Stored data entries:
◇ ◇ ◇
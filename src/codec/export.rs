//! `setup.bash` export lines
//!
//! The file is shell code sourced at login. Only lines assigning one of the
//! tracked keys are touched; everything else is carried through verbatim.
//! `ROS_SUPER_CLIENT` may be written in a terminal-only conditional form so
//! that background services never run as super clients.

use super::atomic::write_atomic;
use super::{read_required, unquote};
use crate::defaults;
use crate::error::Result;
use crate::models::ExportKey;
use regex::Regex;
use std::collections::BTreeMap;
use std::path::Path;

/// Values found in (or destined for) the export file; `None` means empty
pub type ExportMapping = BTreeMap<ExportKey, Option<String>>;

/// How one key's assignment line is recognized, parsed and rendered
pub trait ExportLineStyle {
    /// Regex source matching the start of an assignment up to and including `=`
    fn assignment_pattern(&self, key: &str) -> String {
        format!(r"^\s*export\s+{}=", regex::escape(key))
    }

    /// Extract the assigned value from the text following `=`
    fn extract<'a>(&self, rest: &'a str) -> &'a str {
        unquote(rest)
    }

    /// Render a full line without its line terminator
    fn render(&self, key: &str, value: Option<&str>) -> String {
        format!("export {}=\"{}\"", key, value.unwrap_or_default())
    }
}

/// `export KEY="VALUE"`
pub struct PlainExport;

impl ExportLineStyle for PlainExport {}

/// `[ -t 0 ] && export KEY=True || export KEY=False` when true, plain otherwise
pub struct TerminalOnlyExport;

impl ExportLineStyle for TerminalOnlyExport {
    fn assignment_pattern(&self, key: &str) -> String {
        format!(
            r"^\s*(?:\[\s*-t\s+0\s*\]\s*&&\s*)?export\s+{}=",
            regex::escape(key)
        )
    }

    fn extract<'a>(&self, rest: &'a str) -> &'a str {
        let first = rest.split("||").next().unwrap_or(rest);
        unquote(first)
    }

    fn render(&self, key: &str, value: Option<&str>) -> String {
        match value {
            Some(v) if v == defaults::TRUE_LITERAL => format!(
                "[ -t 0 ] && export {key}={} || export {key}={}",
                defaults::TRUE_LITERAL,
                defaults::FALSE_LITERAL,
            ),
            _ => PlainExport.render(key, value),
        }
    }
}

/// Serialization strategy for a key
pub fn style_for(key: ExportKey) -> &'static dyn ExportLineStyle {
    match key {
        ExportKey::SuperClient => &TerminalOnlyExport,
        _ => &PlainExport,
    }
}

struct LineMatcher {
    key: ExportKey,
    style: &'static dyn ExportLineStyle,
    regex: Regex,
}

fn matchers() -> Result<Vec<LineMatcher>> {
    ExportKey::ALL
        .iter()
        .map(|key| {
            let style = style_for(*key);
            Ok(LineMatcher {
                key: *key,
                style,
                regex: Regex::new(&style.assignment_pattern(key.as_str()))?,
            })
        })
        .collect()
}

/// Collect the tracked keys assigned in `text`; the last assignment wins
pub fn parse(text: &str) -> Result<ExportMapping> {
    let matchers = matchers()?;
    let mut mapping = ExportMapping::new();

    for line in text.lines() {
        for matcher in &matchers {
            if let Some(found) = matcher.regex.find(line) {
                let value = matcher.style.extract(&line[found.end()..]);
                let value = if value.is_empty() { None } else { Some(value.to_string()) };
                mapping.insert(matcher.key, value);
                break;
            }
        }
    }

    Ok(mapping)
}

/// Patch `existing` with fresh lines for every key in `entries`
///
/// Matching lines are replaced in place keeping their line terminator; keys
/// without a line are inserted at the top in the order given.
pub fn render(existing: &str, entries: &[(ExportKey, Option<String>)]) -> Result<String> {
    let matchers = matchers()?;
    let wanted: BTreeMap<ExportKey, Option<&str>> = entries
        .iter()
        .map(|(key, value)| (*key, value.as_deref()))
        .collect();

    let mut seen = Vec::new();
    let mut body = String::with_capacity(existing.len() + 64);

    for line in existing.split_inclusive('\n') {
        let content = line.trim_end_matches(['\n', '\r']);
        let terminator = &line[content.len()..];

        let tracked = matchers
            .iter()
            .find(|m| wanted.contains_key(&m.key) && m.regex.is_match(content));

        match tracked {
            Some(matcher) => {
                let value = wanted.get(&matcher.key).copied().flatten();
                body.push_str(&matcher.style.render(matcher.key.as_str(), value));
                body.push_str(terminator);
                seen.push(matcher.key);
            }
            None => body.push_str(line),
        }
    }

    let mut header = String::new();
    for (key, value) in entries {
        if !seen.contains(key) {
            header.push_str(&style_for(*key).render(key.as_str(), value.as_deref()));
            header.push('\n');
        }
    }

    Ok(header + &body)
}

/// Read the tracked keys from the export file
pub fn read(path: &Path) -> Result<ExportMapping> {
    parse(&read_required(path)?)
}

/// Rewrite the export file with `entries`, creating it if absent
pub fn write(path: &Path, entries: &[(ExportKey, Option<String>)]) -> Result<()> {
    let existing = super::read_optional(path)?.unwrap_or_default();
    write_atomic(path, &render(&existing, entries)?)
}

/// Mirror the exported values into this process's environment
///
/// Absent values are exported as empty strings, like the shell does after
/// sourcing `export KEY=""`.
pub fn apply_to_process_env(entries: &[(ExportKey, Option<String>)]) {
    for (key, value) in entries {
        std::env::set_var(key.as_str(), value.as_deref().unwrap_or_default());
    }
}

#[cfg(test)]
mod tests {
    use super::*;
    use tempfile::TempDir;

    fn entries(pairs: &[(ExportKey, Option<&str>)]) -> Vec<(ExportKey, Option<String>)> {
        pairs
            .iter()
            .map(|(key, value)| (*key, value.map(str::to_string)))
            .collect()
    }

    #[test]
    fn test_parse_plain_and_quoted() {
        let text = "\
# ROS setup
export ROS_DOMAIN_ID=\"12\"
export ROBOT_NAMESPACE='/robot1'
  export RMW_IMPLEMENTATION=rmw_fastrtps_cpp
export ROS_DISCOVERY_SERVER=\"\"
";
        let mapping = parse(text).unwrap();
        assert_eq!(mapping[&ExportKey::DomainId].as_deref(), Some("12"));
        assert_eq!(mapping[&ExportKey::Namespace].as_deref(), Some("/robot1"));
        assert_eq!(mapping[&ExportKey::Rmw].as_deref(), Some("rmw_fastrtps_cpp"));
        assert_eq!(mapping[&ExportKey::DiscoveryServer], None);
        assert!(!mapping.contains_key(&ExportKey::Workspace));
    }

    #[test]
    fn test_parse_terminal_only_form() {
        let text = "[ -t 0 ] && export ROS_SUPER_CLIENT=True || export ROS_SUPER_CLIENT=False\n";
        let mapping = parse(text).unwrap();
        assert_eq!(mapping[&ExportKey::SuperClient].as_deref(), Some("True"));
    }

    #[test]
    fn test_parse_keeps_semicolons_in_discovery_string() {
        let text = "export ROS_DISCOVERY_SERVER=\"127.0.0.1:11811;;10.0.0.5:11811;\"\n";
        let mapping = parse(text).unwrap();
        assert_eq!(
            mapping[&ExportKey::DiscoveryServer].as_deref(),
            Some("127.0.0.1:11811;;10.0.0.5:11811;")
        );
    }

    #[test]
    fn test_parse_ignores_prefix_collisions() {
        let text = "export ROS_DOMAIN_ID_OLD=\"5\"\nexport FOO=bar\n";
        assert!(parse(text).unwrap().is_empty());
    }

    #[test]
    fn test_render_replaces_in_place_and_preserves_unrelated_lines() {
        let existing = "\
# keep me
export FOO=bar
export ROS_DOMAIN_ID=\"0\"
source /opt/ros/jazzy/setup.bash
";
        let rendered = render(existing, &entries(&[(ExportKey::DomainId, Some("42"))])).unwrap();
        assert_eq!(
            rendered,
            "\
# keep me
export FOO=bar
export ROS_DOMAIN_ID=\"42\"
source /opt/ros/jazzy/setup.bash
"
        );
    }

    #[test]
    fn test_render_inserts_missing_keys_at_top() {
        let existing = "# comment\n";
        let rendered = render(
            existing,
            &entries(&[(ExportKey::Namespace, None), (ExportKey::DomainId, Some("3"))]),
        )
        .unwrap();
        assert_eq!(
            rendered,
            "export ROBOT_NAMESPACE=\"\"\nexport ROS_DOMAIN_ID=\"3\"\n# comment\n"
        );
    }

    #[test]
    fn test_render_super_client_forms() {
        let on = render("", &entries(&[(ExportKey::SuperClient, Some("True"))])).unwrap();
        assert_eq!(
            on,
            "[ -t 0 ] && export ROS_SUPER_CLIENT=True || export ROS_SUPER_CLIENT=False\n"
        );

        // The conditional line is recognized and swapped back to the plain form
        let off = render(&on, &entries(&[(ExportKey::SuperClient, Some("False"))])).unwrap();
        assert_eq!(off, "export ROS_SUPER_CLIENT=\"False\"\n");
    }

    #[test]
    fn test_render_is_idempotent() {
        let existing = "# header\nexport FOO=bar\nexport ROS_DOMAIN_ID=\"7\"";
        let values = entries(&[
            (ExportKey::DomainId, Some("7")),
            (ExportKey::SuperClient, Some("True")),
            (ExportKey::DiscoveryServer, Some("127.0.0.1:11811;")),
        ]);
        let first = render(existing, &values).unwrap();
        let second = render(&first, &values).unwrap();
        assert_eq!(first, second);
        assert!(first.ends_with("export ROS_DOMAIN_ID=\"7\""));
    }

    #[test]
    fn test_write_then_read() {
        let dir = TempDir::new().unwrap();
        let path = dir.path().join("setup.bash");
        std::fs::write(&path, "export FOO=bar\n").unwrap();

        let values = entries(&[
            (ExportKey::Rmw, Some("rmw_cyclonedds_cpp")),
            (ExportKey::Namespace, None),
        ]);
        write(&path, &values).unwrap();

        let mapping = read(&path).unwrap();
        assert_eq!(mapping[&ExportKey::Rmw].as_deref(), Some("rmw_cyclonedds_cpp"));
        assert_eq!(mapping[&ExportKey::Namespace], None);
        assert!(std::fs::read_to_string(&path).unwrap().ends_with("export FOO=bar\n"));
    }

    #[test]
    fn test_apply_to_process_env() {
        apply_to_process_env(&entries(&[
            (ExportKey::Workspace, Some("/opt/ros/jazzy/setup.bash")),
            (ExportKey::Namespace, None),
        ]));
        assert_eq!(std::env::var("WORKSPACE_SETUP").unwrap(), "/opt/ros/jazzy/setup.bash");
        assert_eq!(std::env::var("ROBOT_NAMESPACE").unwrap(), "");
    }
}
//! Error handling for the TurtleBot 4 setup tool

use thiserror::Error;

/// Error types for configuration reading, editing and writing
#[derive(Error, Debug)]
pub enum AppError {
    /// Tool configuration errors (paths, environment overrides)
    #[error("Configuration error: {0}")]
    Config(String),

    /// Rejected or out-of-range values
    #[error("Validation error: {0}")]
    Validation(String),

    /// Malformed persisted values
    #[error("Parsing error: {0}")]
    Parse(String),

    /// I/O errors (permission denied, disk full, move failed)
    #[error("I/O error: {0}")]
    Io(String),

    /// A persisted source that does not exist yet
    #[error("Missing source: {0}")]
    MissingSource(String),

    /// Discovery server string that cannot be mapped to a local/remote pair
    #[error("Discovery topology error: {0}")]
    TopologyCorruption(String),

    /// Reading the persisted configuration failed; the model is unusable
    #[error("Error reading configuration: {0}")]
    ReadFailed(String),

    /// Writing stopped part way; earlier files were already replaced
    #[error("Error writing configuration: {0}. Configuration may be incomplete")]
    WriteIncomplete(String),

    /// Generic internal errors
    #[error("Internal error: {0}")]
    Internal(String),
}

impl AppError {
    /// Create a new configuration error
    pub fn config<S: Into<String>>(message: S) -> Self {
        Self::Config(message.into())
    }

    /// Create a new validation error
    pub fn validation<S: Into<String>>(message: S) -> Self {
        Self::Validation(message.into())
    }

    /// Create a new parsing error
    pub fn parse<S: Into<String>>(message: S) -> Self {
        Self::Parse(message.into())
    }

    /// Create a new I/O error
    pub fn io<S: Into<String>>(message: S) -> Self {
        Self::Io(message.into())
    }

    /// Create a new missing-source error
    pub fn missing_source<S: Into<String>>(message: S) -> Self {
        Self::MissingSource(message.into())
    }

    /// Create a new topology corruption error
    pub fn topology<S: Into<String>>(message: S) -> Self {
        Self::TopologyCorruption(message.into())
    }

    /// Create a new fatal read error
    pub fn read_failed<S: Into<String>>(message: S) -> Self {
        Self::ReadFailed(message.into())
    }

    /// Create a new incomplete-write error
    pub fn write_incomplete<S: Into<String>>(message: S) -> Self {
        Self::WriteIncomplete(message.into())
    }

    /// Create a new internal error
    pub fn internal<S: Into<String>>(message: S) -> Self {
        Self::Internal(message.into())
    }

    /// Get error category for logging and reporting
    pub fn category(&self) -> &'static str {
        match self {
            Self::Config(_) => "CONFIG",
            Self::Validation(_) => "VALIDATION",
            Self::Parse(_) => "PARSE",
            Self::Io(_) => "IO",
            Self::MissingSource(_) => "MISSING",
            Self::TopologyCorruption(_) => "TOPOLOGY",
            Self::ReadFailed(_) => "READ",
            Self::WriteIncomplete(_) => "WRITE",
            Self::Internal(_) => "INTERNAL",
        }
    }

    /// Whether the error is absorbed by falling back to defaults during a read
    pub fn is_soft(&self) -> bool {
        matches!(
            self,
            Self::Parse(_) | Self::MissingSource(_) | Self::TopologyCorruption(_)
        )
    }

    /// Get user-friendly error message with suggestions
    pub fn user_friendly_message(&self) -> String {
        match self {
            Self::Config(msg) => {
                format!("Configuration problem: {}\n\nSuggestion: Check your .env file, TURTLEBOT4_* variables or command line arguments.", msg)
            }
            Self::Validation(msg) => {
                format!("Invalid input: {}\n\nSuggestion: Run `validate` to see the accepted ranges for each setting.", msg)
            }
            Self::Parse(msg) => {
                format!("Failed to parse data: {}\n\nSuggestion: Check the format of the configuration files under the setup directory.", msg)
            }
            Self::Io(msg) => {
                format!("File operation failed: {}\n\nSuggestion: Check file permissions and disk space. Writing /etc usually requires sudo.", msg)
            }
            Self::MissingSource(msg) => {
                format!("Source not found: {}\n\nSuggestion: Defaults are used until the file is written once.", msg)
            }
            Self::TopologyCorruption(msg) => {
                format!("Discovery server string is inconsistent: {}\n\nSuggestion: Reset the discovery settings and save them again.", msg)
            }
            Self::ReadFailed(msg) => {
                format!("Could not read the robot configuration: {}\n\nSuggestion: Verify that the setup directory exists and is readable.", msg)
            }
            Self::WriteIncomplete(msg) => {
                format!("Configuration was only partially written: {}\n\nSuggestion: Fix the cause and run `apply` again to rewrite every file.", msg)
            }
            Self::Internal(msg) => {
                format!("Internal error: {}\n\nThis is likely a bug. Please report this issue with the error details.", msg)
            }
        }
    }

    /// Get exit code for this error type
    pub fn exit_code(&self) -> i32 {
        match self {
            Self::Config(_) | Self::Validation(_) | Self::Parse(_) => 1,
            Self::Io(_) | Self::MissingSource(_) => 2,
            Self::TopologyCorruption(_) => 3,
            Self::ReadFailed(_) => 4,
            Self::WriteIncomplete(_) => 5,
            Self::Internal(_) => 99,
        }
    }

    /// Format error for console display with color coding
    pub fn format_for_console(&self, use_color: bool) -> String {
        let category = self.category();
        let message = self.to_string();

        if use_color {
            use colored::Colorize;
            match self {
                Self::Config(_) | Self::Validation(_) | Self::Parse(_) => {
                    format!("[{}] {}", category.red().bold(), message.red())
                }
                Self::MissingSource(_) | Self::TopologyCorruption(_) => {
                    format!("[{}] {}", category.yellow().bold(), message.yellow())
                }
                Self::Io(_) | Self::ReadFailed(_) | Self::WriteIncomplete(_) => {
                    format!("[{}] {}", category.magenta().bold(), message.magenta())
                }
                Self::Internal(_) => {
                    format!("[{}] {}", category.bright_red().bold(), message.bright_red())
                }
            }
        } else {
            format!("[{}] {}", category, message)
        }
    }
}

impl From<std::io::Error> for AppError {
    fn from(error: std::io::Error) -> Self {
        Self::io(error.to_string())
    }
}

impl From<tempfile::PersistError> for AppError {
    fn from(error: tempfile::PersistError) -> Self {
        Self::io(format!("Failed to move temporary file into place: {}", error.error))
    }
}

impl From<serde_yaml::Error> for AppError {
    fn from(error: serde_yaml::Error) -> Self {
        Self::parse(format!("YAML parse error: {}", error))
    }
}

impl From<serde_json::Error> for AppError {
    fn from(error: serde_json::Error) -> Self {
        Self::parse(format!("JSON parse error: {}", error))
    }
}

impl From<dotenv::Error> for AppError {
    fn from(error: dotenv::Error) -> Self {
        Self::config(format!("Environment file error: {}", error))
    }
}

impl From<regex::Error> for AppError {
    fn from(error: regex::Error) -> Self {
        Self::internal(format!("Invalid pattern: {}", error))
    }
}

impl From<std::num::ParseIntError> for AppError {
    fn from(error: std::num::ParseIntError) -> Self {
        Self::parse(format!("Integer parse error: {}", error))
    }
}

impl From<std::str::ParseBoolError> for AppError {
    fn from(error: std::str::ParseBoolError) -> Self {
        Self::parse(format!("Boolean parse error: {}", error))
    }
}

impl From<std::net::AddrParseError> for AppError {
    fn from(error: std::net::AddrParseError) -> Self {
        Self::parse(format!("IP address parse error: {}", error))
    }
}

/// Result type used across the crate
pub type Result<T> = std::result::Result<T, AppError>;

/// Error context trait for adding context to errors
pub trait ErrorContext<T> {
    /// Add context to an error, keeping its category
    fn with_context<F>(self, f: F) -> Result<T>
    where
        F: FnOnce() -> String;

    /// Add static context to an error
    fn context(self, message: &'static str) -> Result<T>;
}

impl<T, E> ErrorContext<T> for std::result::Result<T, E>
where
    E: Into<AppError>,
{
    fn with_context<F>(self, f: F) -> Result<T>
    where
        F: FnOnce() -> String,
    {
        self.map_err(|e| {
            let context = f();
            match e.into() {
                AppError::Config(msg) => AppError::Config(format!("{}: {}", context, msg)),
                AppError::Validation(msg) => AppError::Validation(format!("{}: {}", context, msg)),
                AppError::Parse(msg) => AppError::Parse(format!("{}: {}", context, msg)),
                AppError::Io(msg) => AppError::Io(format!("{}: {}", context, msg)),
                AppError::MissingSource(msg) => AppError::MissingSource(format!("{}: {}", context, msg)),
                AppError::TopologyCorruption(msg) => AppError::TopologyCorruption(format!("{}: {}", context, msg)),
                AppError::ReadFailed(msg) => AppError::ReadFailed(format!("{}: {}", context, msg)),
                AppError::WriteIncomplete(msg) => AppError::WriteIncomplete(format!("{}: {}", context, msg)),
                AppError::Internal(msg) => AppError::Internal(format!("{}: {}", context, msg)),
            }
        })
    }

    fn context(self, message: &'static str) -> Result<T> {
        self.with_context(|| message.to_string())
    }
}

/// Error reporter for user feedback on stderr
pub struct ErrorReporter {
    pub use_color: bool,
    pub verbose: bool,
}

impl ErrorReporter {
    /// Create a new error reporter
    pub fn new(use_color: bool, verbose: bool) -> Self {
        Self { use_color, verbose }
    }

    /// Report an error to the user
    pub fn report_error(&self, error: &AppError) {
        eprintln!("{}", error.format_for_console(self.use_color));

        if self.verbose {
            eprintln!();
            eprintln!("{}", error.user_friendly_message());
        }
    }

    /// Get formatted error summary
    pub fn format_error_summary(&self, errors: &[AppError]) -> String {
        if errors.is_empty() {
            return "No errors".to_string();
        }

        let mut summary = format!("Found {} error(s):", errors.len());

        let mut error_groups: std::collections::BTreeMap<&'static str, Vec<&AppError>> =
            std::collections::BTreeMap::new();
        for error in errors {
            error_groups.entry(error.category()).or_default().push(error);
        }

        for (category, group_errors) in error_groups {
            summary.push_str(&format!("\n  {}: {} error(s)", category, group_errors.len()));
            if self.verbose {
                for error in group_errors {
                    summary.push_str(&format!("\n    - {}", error));
                }
            }
        }

        summary
    }
}

impl Default for ErrorReporter {
    fn default() -> Self {
        Self::new(true, false)
    }
}
//! Type definitions and aliases

use serde::{Deserialize, Serialize};
use std::fmt;
use std::path::PathBuf;

// Re-export commonly used types
pub use crate::error::{AppError, Result};

/// The persisted files managed by the tool
#[derive(Debug, Clone, Copy, PartialEq, Eq, Serialize, Deserialize)]
pub enum FileKind {
    /// `KEY:value` robot identity file
    System,
    /// `/etc/hostname`
    Hostname,
    /// Netplan Wi-Fi description
    Netplan,
    /// Discovery server launcher script
    Launcher,
    /// `setup.bash` export file
    Export,
}

impl FileKind {
    pub fn as_str(&self) -> &'static str {
        match self {
            FileKind::System => "system",
            FileKind::Hostname => "hostname",
            FileKind::Netplan => "netplan",
            FileKind::Launcher => "discovery launcher",
            FileKind::Export => "setup.bash",
        }
    }
}

impl fmt::Display for FileKind {
    fn fmt(&self, f: &mut fmt::Formatter<'_>) -> fmt::Result {
        f.write_str(self.as_str())
    }
}

/// Rendered file contents waiting to be committed
#[derive(Debug, Clone, PartialEq, Eq)]
pub struct PendingWrite {
    pub kind: FileKind,
    pub path: PathBuf,
    pub contents: String,
}

impl PendingWrite {
    pub fn new(kind: FileKind, path: impl Into<PathBuf>, contents: String) -> Self {
        Self {
            kind,
            path: path.into(),
            contents,
        }
    }
}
◇ ◇ ◇
Required work - The lines to copy run from the first line of the entries to the line containing "pub trait ExportLineStyle"; copy them exactly and output nothing else.

Output for this exercise -
filename src/codec/export.rs
//! `setup.bash` export lines
//!
//! The file is shell code sourced at login. Only lines assigning one of the
//! tracked keys are touched; everything else is carried through verbatim.
//! `ROS_SUPER_CLIENT` may be written in a terminal-only conditional form so
//! that background services never run as super clients.

use super::atomic::write_atomic;
use super::{read_required, unquote};
use crate::defaults;
use crate::error::Result;
use crate::models::ExportKey;
use regex::Regex;
use std::collections::BTreeMap;
use std::path::Path;

/// Values found in (or destined for) the export file; `None` means empty
pub type ExportMapping = BTreeMap<ExportKey, Option<String>>;

/// How one key's assignment line is recognized, parsed and rendered
pub trait ExportLineStyle {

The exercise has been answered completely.